- How to complete this task
Give back a single figure: the number of lines in the entries below that contain "Mutex".

- Data for review
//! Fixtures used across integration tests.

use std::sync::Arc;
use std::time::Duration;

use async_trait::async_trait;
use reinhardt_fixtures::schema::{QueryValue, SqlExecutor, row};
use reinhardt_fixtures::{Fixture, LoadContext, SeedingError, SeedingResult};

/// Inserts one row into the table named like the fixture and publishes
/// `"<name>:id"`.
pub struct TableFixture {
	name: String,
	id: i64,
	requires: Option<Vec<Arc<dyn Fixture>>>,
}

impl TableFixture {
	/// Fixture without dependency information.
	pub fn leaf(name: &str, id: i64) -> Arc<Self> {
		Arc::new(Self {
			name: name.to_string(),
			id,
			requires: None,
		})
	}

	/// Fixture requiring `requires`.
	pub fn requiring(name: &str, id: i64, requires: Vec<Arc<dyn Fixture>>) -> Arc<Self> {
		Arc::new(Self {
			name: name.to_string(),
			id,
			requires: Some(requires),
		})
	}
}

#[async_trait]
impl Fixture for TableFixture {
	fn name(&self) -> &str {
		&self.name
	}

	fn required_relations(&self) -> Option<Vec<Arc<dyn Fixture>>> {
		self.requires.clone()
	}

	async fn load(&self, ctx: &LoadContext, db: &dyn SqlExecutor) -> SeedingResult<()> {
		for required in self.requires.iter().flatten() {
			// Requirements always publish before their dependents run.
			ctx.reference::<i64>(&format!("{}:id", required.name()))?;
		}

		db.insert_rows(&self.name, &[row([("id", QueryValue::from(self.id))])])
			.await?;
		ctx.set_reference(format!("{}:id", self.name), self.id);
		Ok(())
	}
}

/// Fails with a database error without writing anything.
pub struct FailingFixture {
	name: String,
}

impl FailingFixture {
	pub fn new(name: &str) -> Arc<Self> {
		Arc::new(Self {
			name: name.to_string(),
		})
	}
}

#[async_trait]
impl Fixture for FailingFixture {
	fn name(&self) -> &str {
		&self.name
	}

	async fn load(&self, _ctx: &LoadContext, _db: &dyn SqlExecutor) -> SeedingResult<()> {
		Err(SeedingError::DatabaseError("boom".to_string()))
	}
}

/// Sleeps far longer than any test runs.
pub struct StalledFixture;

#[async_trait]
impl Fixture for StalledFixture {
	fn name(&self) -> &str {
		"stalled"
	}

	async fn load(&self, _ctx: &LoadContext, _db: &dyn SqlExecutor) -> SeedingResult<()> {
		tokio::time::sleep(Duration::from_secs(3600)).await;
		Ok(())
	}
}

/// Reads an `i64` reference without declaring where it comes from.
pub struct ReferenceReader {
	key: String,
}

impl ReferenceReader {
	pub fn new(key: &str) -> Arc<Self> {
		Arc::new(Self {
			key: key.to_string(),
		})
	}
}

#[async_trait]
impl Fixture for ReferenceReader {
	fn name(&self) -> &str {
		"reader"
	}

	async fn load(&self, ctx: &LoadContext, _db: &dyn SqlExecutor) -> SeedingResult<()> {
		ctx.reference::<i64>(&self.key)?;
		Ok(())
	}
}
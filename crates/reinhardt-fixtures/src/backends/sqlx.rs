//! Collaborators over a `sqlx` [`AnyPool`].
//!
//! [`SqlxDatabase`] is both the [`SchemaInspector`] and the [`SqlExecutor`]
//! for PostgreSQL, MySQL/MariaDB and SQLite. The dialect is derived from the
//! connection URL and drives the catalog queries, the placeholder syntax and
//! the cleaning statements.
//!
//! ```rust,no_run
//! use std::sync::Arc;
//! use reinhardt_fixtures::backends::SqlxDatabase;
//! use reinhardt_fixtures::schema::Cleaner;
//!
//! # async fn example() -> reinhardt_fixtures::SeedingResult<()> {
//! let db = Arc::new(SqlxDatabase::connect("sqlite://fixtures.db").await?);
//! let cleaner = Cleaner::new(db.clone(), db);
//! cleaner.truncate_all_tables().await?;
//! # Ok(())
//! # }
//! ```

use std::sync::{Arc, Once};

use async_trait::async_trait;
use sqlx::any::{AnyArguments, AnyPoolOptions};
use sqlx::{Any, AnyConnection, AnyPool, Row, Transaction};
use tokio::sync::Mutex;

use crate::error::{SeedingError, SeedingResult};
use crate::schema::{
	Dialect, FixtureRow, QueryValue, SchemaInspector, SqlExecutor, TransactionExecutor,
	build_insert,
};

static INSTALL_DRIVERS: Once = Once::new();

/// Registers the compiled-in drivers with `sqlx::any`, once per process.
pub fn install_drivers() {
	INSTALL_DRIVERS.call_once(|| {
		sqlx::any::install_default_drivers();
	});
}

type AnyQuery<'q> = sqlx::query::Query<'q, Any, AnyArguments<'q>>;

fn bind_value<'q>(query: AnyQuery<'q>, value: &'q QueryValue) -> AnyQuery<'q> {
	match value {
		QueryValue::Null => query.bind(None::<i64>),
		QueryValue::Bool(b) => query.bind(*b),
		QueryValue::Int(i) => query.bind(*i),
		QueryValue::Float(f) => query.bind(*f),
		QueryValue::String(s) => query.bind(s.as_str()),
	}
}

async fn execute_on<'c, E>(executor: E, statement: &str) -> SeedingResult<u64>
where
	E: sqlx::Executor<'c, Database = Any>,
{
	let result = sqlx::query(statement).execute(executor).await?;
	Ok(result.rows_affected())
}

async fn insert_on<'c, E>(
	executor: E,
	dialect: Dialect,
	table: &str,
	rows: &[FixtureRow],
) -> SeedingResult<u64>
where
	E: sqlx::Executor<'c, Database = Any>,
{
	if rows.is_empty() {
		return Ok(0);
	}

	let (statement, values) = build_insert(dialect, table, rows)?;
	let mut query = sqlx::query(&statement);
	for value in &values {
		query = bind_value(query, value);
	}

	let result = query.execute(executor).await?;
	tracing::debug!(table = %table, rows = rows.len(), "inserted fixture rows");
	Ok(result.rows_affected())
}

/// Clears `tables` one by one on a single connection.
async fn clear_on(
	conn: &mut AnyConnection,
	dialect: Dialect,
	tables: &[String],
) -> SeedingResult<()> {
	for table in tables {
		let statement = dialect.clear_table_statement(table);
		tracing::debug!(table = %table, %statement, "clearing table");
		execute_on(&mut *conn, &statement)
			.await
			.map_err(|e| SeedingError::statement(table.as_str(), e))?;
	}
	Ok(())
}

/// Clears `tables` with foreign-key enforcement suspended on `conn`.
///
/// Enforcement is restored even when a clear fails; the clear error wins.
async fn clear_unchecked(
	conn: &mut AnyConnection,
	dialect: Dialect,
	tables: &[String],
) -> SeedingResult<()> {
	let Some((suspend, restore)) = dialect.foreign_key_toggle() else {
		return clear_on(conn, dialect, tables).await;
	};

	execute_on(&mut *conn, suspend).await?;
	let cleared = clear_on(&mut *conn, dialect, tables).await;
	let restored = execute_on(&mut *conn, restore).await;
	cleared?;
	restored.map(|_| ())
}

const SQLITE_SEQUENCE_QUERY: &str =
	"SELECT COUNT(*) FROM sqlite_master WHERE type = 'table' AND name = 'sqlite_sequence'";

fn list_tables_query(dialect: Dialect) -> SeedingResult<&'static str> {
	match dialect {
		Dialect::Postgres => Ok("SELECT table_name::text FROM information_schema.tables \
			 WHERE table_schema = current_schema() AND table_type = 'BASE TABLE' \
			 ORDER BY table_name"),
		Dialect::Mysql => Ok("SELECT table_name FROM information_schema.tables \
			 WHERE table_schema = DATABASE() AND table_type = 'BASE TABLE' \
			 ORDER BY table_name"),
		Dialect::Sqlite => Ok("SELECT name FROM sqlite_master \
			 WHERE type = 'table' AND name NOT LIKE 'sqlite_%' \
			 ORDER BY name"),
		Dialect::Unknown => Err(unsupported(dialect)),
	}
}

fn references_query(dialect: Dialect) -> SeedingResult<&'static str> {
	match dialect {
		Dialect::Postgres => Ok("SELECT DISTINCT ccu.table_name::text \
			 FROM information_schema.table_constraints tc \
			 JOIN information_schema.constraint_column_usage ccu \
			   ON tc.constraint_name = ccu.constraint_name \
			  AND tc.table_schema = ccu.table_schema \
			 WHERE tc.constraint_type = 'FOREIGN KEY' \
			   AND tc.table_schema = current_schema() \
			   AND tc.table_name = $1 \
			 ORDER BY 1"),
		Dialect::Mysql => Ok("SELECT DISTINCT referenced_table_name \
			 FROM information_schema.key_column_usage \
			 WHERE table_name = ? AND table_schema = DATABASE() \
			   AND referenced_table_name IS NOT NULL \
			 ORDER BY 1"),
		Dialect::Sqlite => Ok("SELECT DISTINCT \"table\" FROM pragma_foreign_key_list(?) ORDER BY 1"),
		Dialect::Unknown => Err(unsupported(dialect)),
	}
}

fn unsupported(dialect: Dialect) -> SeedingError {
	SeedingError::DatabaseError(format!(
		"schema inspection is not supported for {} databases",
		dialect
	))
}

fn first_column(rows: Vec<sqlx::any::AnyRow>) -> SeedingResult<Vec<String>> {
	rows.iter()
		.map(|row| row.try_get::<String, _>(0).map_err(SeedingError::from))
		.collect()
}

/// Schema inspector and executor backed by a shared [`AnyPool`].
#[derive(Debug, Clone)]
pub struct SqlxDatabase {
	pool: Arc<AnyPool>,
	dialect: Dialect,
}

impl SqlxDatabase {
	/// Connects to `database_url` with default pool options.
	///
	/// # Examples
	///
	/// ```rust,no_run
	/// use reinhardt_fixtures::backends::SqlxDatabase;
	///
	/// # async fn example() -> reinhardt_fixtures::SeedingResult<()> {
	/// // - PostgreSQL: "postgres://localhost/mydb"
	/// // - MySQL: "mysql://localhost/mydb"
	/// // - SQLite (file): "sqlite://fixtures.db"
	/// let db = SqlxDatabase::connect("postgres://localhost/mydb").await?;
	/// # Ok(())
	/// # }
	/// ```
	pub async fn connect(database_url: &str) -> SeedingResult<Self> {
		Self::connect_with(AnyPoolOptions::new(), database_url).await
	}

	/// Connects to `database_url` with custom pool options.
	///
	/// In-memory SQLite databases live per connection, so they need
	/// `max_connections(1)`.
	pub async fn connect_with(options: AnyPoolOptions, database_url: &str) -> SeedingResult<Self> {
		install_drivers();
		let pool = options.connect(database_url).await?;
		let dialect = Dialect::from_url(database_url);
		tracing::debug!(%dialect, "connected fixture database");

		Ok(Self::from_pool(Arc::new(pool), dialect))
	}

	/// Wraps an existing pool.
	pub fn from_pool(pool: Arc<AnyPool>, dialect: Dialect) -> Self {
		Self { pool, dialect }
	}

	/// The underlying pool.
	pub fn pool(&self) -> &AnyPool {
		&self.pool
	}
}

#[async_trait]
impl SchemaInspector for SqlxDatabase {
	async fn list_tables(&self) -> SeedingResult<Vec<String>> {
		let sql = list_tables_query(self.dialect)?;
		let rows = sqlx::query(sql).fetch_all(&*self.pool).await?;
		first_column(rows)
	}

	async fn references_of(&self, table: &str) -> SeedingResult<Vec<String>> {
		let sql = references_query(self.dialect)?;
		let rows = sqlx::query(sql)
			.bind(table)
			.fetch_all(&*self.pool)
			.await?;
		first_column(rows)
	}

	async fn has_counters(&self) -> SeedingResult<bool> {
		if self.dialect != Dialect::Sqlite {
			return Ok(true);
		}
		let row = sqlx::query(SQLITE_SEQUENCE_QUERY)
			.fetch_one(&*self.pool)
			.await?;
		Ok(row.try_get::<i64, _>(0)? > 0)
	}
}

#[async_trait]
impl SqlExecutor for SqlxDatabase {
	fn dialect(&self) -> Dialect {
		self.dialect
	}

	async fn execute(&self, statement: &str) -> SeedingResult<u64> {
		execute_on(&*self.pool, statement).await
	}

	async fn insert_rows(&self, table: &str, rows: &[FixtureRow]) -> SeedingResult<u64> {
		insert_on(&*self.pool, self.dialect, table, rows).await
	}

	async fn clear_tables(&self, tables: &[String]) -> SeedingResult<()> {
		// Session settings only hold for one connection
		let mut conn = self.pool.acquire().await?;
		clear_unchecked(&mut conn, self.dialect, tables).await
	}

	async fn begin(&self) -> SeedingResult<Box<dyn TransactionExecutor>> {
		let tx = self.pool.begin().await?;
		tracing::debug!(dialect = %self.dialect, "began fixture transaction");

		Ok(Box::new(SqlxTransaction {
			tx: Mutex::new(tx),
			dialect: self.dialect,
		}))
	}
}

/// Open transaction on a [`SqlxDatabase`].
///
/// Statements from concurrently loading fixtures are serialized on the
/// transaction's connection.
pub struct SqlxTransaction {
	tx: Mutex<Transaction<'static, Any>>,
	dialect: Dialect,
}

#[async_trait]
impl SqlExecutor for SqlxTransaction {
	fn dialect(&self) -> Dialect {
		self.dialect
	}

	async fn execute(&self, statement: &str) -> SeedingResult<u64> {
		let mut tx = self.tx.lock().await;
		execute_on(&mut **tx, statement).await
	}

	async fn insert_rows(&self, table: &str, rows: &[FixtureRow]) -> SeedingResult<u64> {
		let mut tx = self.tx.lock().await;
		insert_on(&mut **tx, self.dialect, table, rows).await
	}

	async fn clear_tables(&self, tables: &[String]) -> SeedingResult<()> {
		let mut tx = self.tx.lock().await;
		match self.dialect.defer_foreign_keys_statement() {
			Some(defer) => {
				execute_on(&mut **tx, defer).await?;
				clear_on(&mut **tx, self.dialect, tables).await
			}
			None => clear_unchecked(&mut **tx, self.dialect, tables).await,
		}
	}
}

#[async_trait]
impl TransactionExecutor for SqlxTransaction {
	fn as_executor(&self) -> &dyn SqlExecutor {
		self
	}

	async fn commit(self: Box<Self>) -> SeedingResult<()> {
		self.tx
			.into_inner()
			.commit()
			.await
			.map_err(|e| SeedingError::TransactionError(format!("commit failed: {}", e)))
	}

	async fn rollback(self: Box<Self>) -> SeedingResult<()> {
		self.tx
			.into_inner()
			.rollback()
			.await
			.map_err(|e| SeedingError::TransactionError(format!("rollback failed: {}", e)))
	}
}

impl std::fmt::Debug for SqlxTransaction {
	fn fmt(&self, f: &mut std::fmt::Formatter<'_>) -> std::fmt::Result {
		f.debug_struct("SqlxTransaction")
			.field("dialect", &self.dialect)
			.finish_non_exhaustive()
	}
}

- Task output
3